Records from a dataset:
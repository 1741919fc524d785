// ==========================================
// 牲畜称重管理系统 - 称重记录数据仓储
// ==========================================
// 红线: Repository 不含业务逻辑
// 约束: 所有查询使用参数化
// ==========================================

use crate::db::open_sqlite_connection;
use crate::domain::date_range::DateRange;
use crate::domain::weighing::{CustomFields, FeedTagKeys, WeighingRecord};
use crate::repository::error::{RepositoryError, RepositoryResult};
use crate::repository::history::{WeighingHistory, WeighingsByAnimal};
use crate::repository::sql_builder::{
    build_millis_range_filter, build_optional_filter_sql, millis_to_utc, range_to_millis,
    utc_to_millis,
};
use chrono::{DateTime, Utc};
use rusqlite::types::Value;
use rusqlite::{params, params_from_iter, Connection, OptionalExtension};
use std::sync::{Arc, Mutex};

const SELECT_WEIGHING_WITH_FIELDS: &str = r#"
    SELECT
        w.id, w.tenant_id, w.animal_id, w.batch_id, w.weight_kg, w.weighed_at_ms,
        f.field_key, f.field_value
    FROM weighing w
    LEFT JOIN weighing_custom_field f ON f.weighing_id = w.id
"#;

const ORDER_CHRONOLOGICAL: &str = "w.weighed_at_ms, w.id, f.field_key";

/// 新称重记录 (仅用于录入/测试数据准备)
#[derive(Debug, Clone)]
pub struct NewWeighing {
    pub tenant_id: String,
    pub animal_id: i64,
    pub batch_id: i64,
    pub weight_kg: f64,
    pub timestamp: DateTime<Utc>,
    pub custom_fields: CustomFields,
}

/// 查询结果行 (称重 + 至多一个自定义字段)
struct WeighingRow {
    id: i64,
    tenant_id: String,
    animal_id: i64,
    batch_id: i64,
    weight_kg: f64,
    weighed_at_ms: i64,
    field_key: Option<String>,
    field_value: Option<String>,
}

// ==========================================
// WeighingRepository - 称重记录仓储
// ==========================================
pub struct WeighingRepository {
    conn: Arc<Mutex<Connection>>,
    feed_keys: FeedTagKeys,
}

impl WeighingRepository {
    /// 创建新的 WeighingRepository 实例
    pub fn new(db_path: &str) -> RepositoryResult<Self> {
        let conn = open_sqlite_connection(db_path)?;
        Ok(Self::from_connection(Arc::new(Mutex::new(conn))))
    }

    /// 从已有连接创建仓储实例
    pub fn from_connection(conn: Arc<Mutex<Connection>>) -> Self {
        Self {
            conn,
            feed_keys: FeedTagKeys::default(),
        }
    }

    /// 使用自定义的饲料标签字段键
    pub fn with_feed_keys(mut self, feed_keys: FeedTagKeys) -> Self {
        self.feed_keys = feed_keys;
        self
    }

    /// 获取数据库连接
    fn get_conn(&self) -> RepositoryResult<std::sync::MutexGuard<Connection>> {
        self.conn
            .lock()
            .map_err(|e| RepositoryError::LockError(e.to_string()))
    }

    /// 录入称重 (含自定义字段, 单事务)
    ///
    /// # 返回
    /// - Ok(i64): 新称重ID
    pub fn insert(&self, weighing: &NewWeighing) -> RepositoryResult<i64> {
        if !(weighing.weight_kg > 0.0) {
            return Err(RepositoryError::FieldValueError {
                field: "weight_kg".to_string(),
                message: format!("体重必须为正数: {}", weighing.weight_kg),
            });
        }

        let conn = self.get_conn()?;
        let tx = conn.unchecked_transaction()?;

        tx.execute(
            r#"
            INSERT INTO weighing (tenant_id, animal_id, batch_id, weight_kg, weighed_at_ms)
            VALUES (?1, ?2, ?3, ?4, ?5)
            "#,
            params![
                weighing.tenant_id,
                weighing.animal_id,
                weighing.batch_id,
                weighing.weight_kg,
                utc_to_millis(&weighing.timestamp),
            ],
        )?;
        let weighing_id = tx.last_insert_rowid();

        for (key, value) in &weighing.custom_fields {
            tx.execute(
                "INSERT INTO weighing_custom_field (weighing_id, field_key, field_value) VALUES (?1, ?2, ?3)",
                params![weighing_id, key, value],
            )?;
        }

        tx.commit()?;
        Ok(weighing_id)
    }

    /// 执行查询并把 (称重 × 字段) 行折叠为称重记录
    fn query_weighings(
        &self,
        where_clause: &str,
        extra_filter: Option<&str>,
        params: Vec<Value>,
    ) -> RepositoryResult<Vec<WeighingRecord>> {
        let sql = build_optional_filter_sql(
            &format!("{} WHERE {}", SELECT_WEIGHING_WITH_FIELDS, where_clause),
            extra_filter,
            ORDER_CHRONOLOGICAL,
        );

        let conn = self.get_conn()?;
        let mut stmt = conn.prepare(&sql)?;
        let rows = stmt.query_map(params_from_iter(params), |row| {
            Ok(WeighingRow {
                id: row.get(0)?,
                tenant_id: row.get(1)?,
                animal_id: row.get(2)?,
                batch_id: row.get(3)?,
                weight_kg: row.get(4)?,
                weighed_at_ms: row.get(5)?,
                field_key: row.get(6)?,
                field_value: row.get(7)?,
            })
        })?;

        let mut records: Vec<WeighingRecord> = Vec::new();
        for row in rows {
            let row = row?;
            let same_as_last = records.last().map(|r| r.id == row.id).unwrap_or(false);
            if !same_as_last {
                records.push(WeighingRecord {
                    id: row.id,
                    tenant_id: row.tenant_id,
                    animal_id: row.animal_id,
                    batch_id: row.batch_id,
                    weight_kg: row.weight_kg,
                    timestamp: millis_to_utc("weighed_at_ms", row.weighed_at_ms)?,
                    custom_fields: CustomFields::new(),
                });
            }

            if let (Some(key), Some(value), Some(record)) =
                (row.field_key, row.field_value, records.last_mut())
            {
                record.custom_fields.insert(key, value);
            }
        }

        Ok(records)
    }

    /// 可选日期范围 -> (过滤片段, 追加参数)
    fn range_filter(
        range: Option<&DateRange>,
        first_param: usize,
    ) -> RepositoryResult<(Option<String>, Vec<Value>)> {
        match range {
            Some(r) => {
                let (start_ms, end_ms) = range_to_millis(r)?;
                Ok((
                    Some(build_millis_range_filter("w.weighed_at_ms", first_param)),
                    vec![Value::Integer(start_ms), Value::Integer(end_ms)],
                ))
            }
            None => Ok((None, Vec::new())),
        }
    }
}

impl WeighingHistory for WeighingRepository {
    fn get_weighings_for_animal(&self, animal_id: i64) -> RepositoryResult<Vec<WeighingRecord>> {
        self.query_weighings("w.animal_id = ?1", None, vec![Value::Integer(animal_id)])
    }

    fn get_weighings_for_feed_type(
        &self,
        tenant_id: &str,
        feed_type: &str,
        date_range: Option<&DateRange>,
    ) -> RepositoryResult<WeighingsByAnimal> {
        // SQL 只按字段键预筛; 值的空白归一与匹配统一交给 FeedTagKeys
        let where_clause = r#"
            w.tenant_id = ?1
            AND EXISTS (
                SELECT 1 FROM weighing_custom_field ff
                WHERE ff.weighing_id = w.id AND ff.field_key = ?2
            )
        "#;
        let (filter, range_params) = Self::range_filter(date_range, 3)?;

        let mut params = vec![
            Value::Text(tenant_id.to_string()),
            Value::Text(self.feed_keys.feed_type_key.clone()),
        ];
        params.extend(range_params);

        let records = self.query_weighings(where_clause, filter.as_deref(), params)?;

        let mut grouped = WeighingsByAnimal::new();
        for record in records
            .into_iter()
            .filter(|r| self.feed_keys.matches(&r.custom_fields, feed_type))
        {
            grouped.entry(record.animal_id).or_default().push(record);
        }
        Ok(grouped)
    }

    fn get_weighings_for_tenant(
        &self,
        tenant_id: &str,
        date_range: Option<&DateRange>,
    ) -> RepositoryResult<Vec<WeighingRecord>> {
        let (filter, range_params) = Self::range_filter(date_range, 2)?;
        let mut params = vec![Value::Text(tenant_id.to_string())];
        params.extend(range_params);

        self.query_weighings("w.tenant_id = ?1", filter.as_deref(), params)
    }

    fn get_weighings_for_batch(&self, batch_id: i64) -> RepositoryResult<Vec<WeighingRecord>> {
        self.query_weighings("w.batch_id = ?1", None, vec![Value::Integer(batch_id)])
    }

    fn get_latest_weighing(&self, animal_id: i64) -> RepositoryResult<Option<WeighingRecord>> {
        let latest_id: Option<i64> = self
            .get_conn()?
            .query_row(
                r#"
                SELECT id FROM weighing
                WHERE animal_id = ?1
                ORDER BY weighed_at_ms DESC, id DESC
                LIMIT 1
                "#,
                params![animal_id],
                |row| row.get(0),
            )
            .optional()?;

        match latest_id {
            Some(id) => Ok(self
                .query_weighings("w.id = ?1", None, vec![Value::Integer(id)])?
                .into_iter()
                .next()),
            None => Ok(None),
        }
    }
}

### How to complete this task
Lines containing the word "stmt": copy every one of them from the records above.

### Solution for this exercise
        let mut stmt = conn.prepare(&sql)?;
        let rows = stmt.query_map(params_from_iter(params), |row| {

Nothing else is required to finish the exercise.